Okay, I understand and proved the statement. But one thing remain unclear : when you take an increasing sequence $\(A_n\)$ of $S$, then you have $\cup_n P(A_n) = P(\sum_n A_n) = P'(\sum_n A_n) = \cup_n P'(A_n)$ ? And where do we use that $\(A_n\)$ is increasing ? –  Alan Simonin Jan 25 '13 at 0:38
    
So you have to show that $\mathcal{S}$ is a monotone class. To do so you are assuming that you have an increasing sequence of $A_i$ where $P(A_i)=P'(A_i)$ and you need to conclude that $P(\cup_i A_i)=P'(\cup_i A_i)$. You are essentially trying to prove that $P$ commutes with increasing/decreasing limits. To wit, you need to show $\lim_i P(A_i) = P(\lim_i \cup_i A_i)$ whenever $A_i$ are increasing/decreasing. Notice that the left hand side limit must exist since $0<P<1$ and $A_i$ are increasing/decreasing. –  Alex R. Jan 25 '13 at 0:45
    
You are right, I made a mistake : as $n$ is not necessarily finite, I have to use limits instead of sums. (and by the way, I wrote $\bigcup_n$ and $\sum_n$ in the wrong order on my last comment...) –  Alan Simonin Jan 25 '13 at 0:51

This is a special case of a venerable, extremely useful result in measure theory proper: if two finite measures agree on a $\pi$-system (closed under finite intersections) then they agree on the sigma algebra generated by that $\pi$-system.
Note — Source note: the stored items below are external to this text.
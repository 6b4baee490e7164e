// In crates/engine/src/lib.rs

pub mod session;

pub use session::{ChartSession, LoadOutcome};

use anyhow::Result;
use indicator::Recompute;
use std::future::Future;
use std::time::Duration;
use tokio::time::{Instant, interval_at};

/// Refreshes `session` every `period` until `shutdown` resolves.
///
/// A failed refresh is logged and the previous signal is kept; the loop only
/// stops on shutdown. `on_update` sees the session after every successful
/// refresh.
pub async fn watch<F>(
    session: &mut ChartSession,
    period: Duration,
    shutdown: impl Future<Output = ()>,
    mut on_update: F,
) -> Result<()>
where
    F: FnMut(&ChartSession, Recompute),
{
    if session.loaded().is_none() {
        anyhow::bail!("Cannot watch before a chart is loaded.");
    }

    tracing::info!(period_secs = period.as_secs_f64(), "Starting refresh loop.");
    let mut ticker = interval_at(Instant::now() + period, period);
    tokio::pin!(shutdown);

    loop {
        tokio::select! {
            biased;
            _ = &mut shutdown => {
                tracing::info!("Shutdown requested, stopping refresh loop.");
                break;
            }
            _ = ticker.tick() => {
                match session.refresh().await {
                    Ok(outcome) => {
                        tracing::debug!(?outcome, "Refreshed chart.");
                        on_update(session, outcome);
                    }
                    Err(e) => tracing::warn!(error = %e, "Refresh failed; keeping previous signal."),
                }
            }
        }
    }

    Ok(())
}
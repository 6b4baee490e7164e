// In crates/app-config/src/error.rs

use thiserror::Error;

#[derive(Error, Debug)]
pub enum Error {
    #[error("Failed to load configuration")]
    LoadError(#[from] config::ConfigError),

    #[error("Failed to parse CSV: {0}")]
    CsvError(#[from] csv::Error),

    #[error("Column {0} not found")]
    MissingColumn(String),

    #[error("No symbols found in ticker list")]
    NoSymbols,
}

pub type Result<T> = std::result::Result<T, Error>;
// In crates/indicator/src/condition.rs

//! Stateless breakout evaluation.
//!
//! Everything here is a pure function of the candle history up to and
//! including `index`; nothing after `index` is ever read.

use crate::types::{Band, Condition, TrendSettings};
use crate::VOLATILITY_DAMPING;
use core_types::Candle;

/// True range of `candle` given the previous bar's close.
pub fn true_range(prev_close: f64, candle: &Candle) -> f64 {
    let hl = candle.high - candle.low;
    let hc = (candle.high - prev_close).abs();
    let lc = (candle.low - prev_close).abs();
    hl.max(hc).max(lc)
}

/// Damped average true range over the `atr_period` bars ending at `index`.
///
/// Needs `atr_period + 1` candles up to `index` (each true range reads the
/// previous close). Returns `None` when they are not available.
pub fn volatility(history: &[Candle], index: usize, atr_period: usize) -> Option<f64> {
    if atr_period == 0 || index >= history.len() || index < atr_period {
        return None;
    }

    let first = index + 1 - atr_period;
    let sum: f64 = (first..=index)
        .map(|i| true_range(history[i - 1].close, &history[i]))
        .sum();

    Some(sum / atr_period as f64 * VOLATILITY_DAMPING)
}

/// The band at `index`: SMA of highs and lows over the last `trend_length`
/// candles, pushed outward by the volatility estimate.
pub fn band(history: &[Candle], index: usize, settings: &TrendSettings) -> Option<Band> {
    let volatility = volatility(history, index, settings.atr_period)?;

    let count = settings.trend_length.clamp(1, index + 1);
    let window = &history[index + 1 - count..=index];
    let (sum_high, sum_low) = window
        .iter()
        .fold((0.0, 0.0), |(h, l), c| (h + c.high, l + c.low));

    Some(Band {
        upper: sum_high / count as f64 + volatility,
        lower: sum_low / count as f64 - volatility,
        volatility,
    })
}

/// Whether the close at `index` broke above or below the band.
///
/// Indices before `trend_length`, or past the end of `history`, have no
/// condition and evaluate to neutral.
pub fn evaluate(history: &[Candle], index: usize, settings: &TrendSettings) -> Condition {
    if index < settings.trend_length || index >= history.len() {
        return Condition::default();
    }

    let Some(band) = band(history, index, settings) else {
        return Condition::default();
    };

    let close = history[index].close;
    Condition {
        bullish: close > band.upper,
        bearish: close < band.lower,
    }
}

#[cfg(test)]
mod tests {
    use super::*;
    use crate::test_support::{assert_approx, flat_history, push};

    #[test]
    fn true_range_takes_gap_into_account() {
        let mut history = flat_history(1, 100.0);
        push(&mut history, 115.0, 108.0, 112.0);
        // max(7, |115-100|, |108-100|) = 15
        assert_approx(true_range(history[0].close, &history[1]), 15.0);
    }

    #[test]
    fn volatility_needs_a_previous_close_per_bar() {
        let history = flat_history(20, 100.0);
        assert_eq!(volatility(&history, 13, 14), None);
        assert_eq!(volatility(&history, 14, 14), Some(0.0));
        assert_eq!(volatility(&history, 20, 14), None);
    }

    #[test]
    fn volatility_averages_the_most_recent_window() {
        let mut history = flat_history(5, 100.0);
        // An early spike that falls outside the last 14 bars.
        push(&mut history, 150.0, 50.0, 100.0);
        for _ in 0..20 {
            push(&mut history, 102.0, 98.0, 100.0);
        }
        let last = history.len() - 1;
        // 14 bars of TR 4, damped by 0.3.
        assert_approx(volatility(&history, last, 14).unwrap(), 4.0 * 0.3);
    }

    #[test]
    fn band_is_sma_widened_by_volatility() {
        let mut history = flat_history(40, 100.0);
        push(&mut history, 121.0, 119.0, 120.0);
        let settings = TrendSettings::default();
        let band = band(&history, 40, &settings).unwrap();

        // Only the last TR (21) is non-zero: 21 / 14 * 0.3.
        assert_approx(band.volatility, 0.45);
        assert_approx(band.upper, (33.0 * 100.0 + 121.0) / 34.0 + 0.45);
        assert_approx(band.lower, (33.0 * 100.0 + 119.0) / 34.0 - 0.45);
    }

    #[test]
    fn short_index_is_neutral() {
        let mut history = flat_history(33, 100.0);
        push(&mut history, 200.0, 199.0, 200.0);
        let settings = TrendSettings::default();
        assert_eq!(evaluate(&history, 33, &settings), Condition::default());
        assert_eq!(evaluate(&history, 99, &settings), Condition::default());
    }

    #[test]
    fn flat_history_is_neutral() {
        let history = flat_history(50, 100.0);
        let condition = evaluate(&history, 49, &TrendSettings::default());
        assert!(!condition.bullish);
        assert!(!condition.bearish);
    }

    #[test]
    fn breakout_above_band_is_bullish() {
        let mut history = flat_history(40, 100.0);
        push(&mut history, 121.0, 119.0, 120.0);
        let settings = TrendSettings::default();
        assert_eq!(
            evaluate(&history, 40, &settings),
            Condition { bullish: true, bearish: false }
        );
        assert_eq!(evaluate(&history, 39, &settings), Condition::default());
    }

    #[test]
    fn breakdown_below_band_is_bearish() {
        let mut history = flat_history(40, 100.0);
        push(&mut history, 81.0, 79.0, 80.0);
        let condition = evaluate(&history, 40, &TrendSettings::default());
        assert!(condition.bearish);
        assert!(!condition.bullish);
    }

    #[test]
    fn evaluation_ignores_later_candles() {
        let mut history = flat_history(40, 100.0);
        push(&mut history, 121.0, 119.0, 120.0);
        let settings = TrendSettings::default();
        let truncated = evaluate(&history, 40, &settings);

        push(&mut history, 60.0, 40.0, 50.0);
        assert_eq!(evaluate(&history, 40, &settings), truncated);
    }
}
The proof is a straightforward application of the Dynkin Theorem: take $F_0$ to be a $\pi$-system. Then note that the class of subsets over which $P, P'$ agree is a $\lambda$-system $\Lambda$ (this won't be hard to to). Now the $\pi-\lambda$ theorem states that the smallest $\lambda$-system containing a $\pi$ system $F_0$ also contains $\sigma(F_0)$. As $\Lambda$ is a $\lambda$-system, we have that $\sigma(F_0) \subset \Lambda$ as a consequence.


Edit: I realize after reading @Alex's response that the Caratheodory theorem can be used here. I may have overkilled.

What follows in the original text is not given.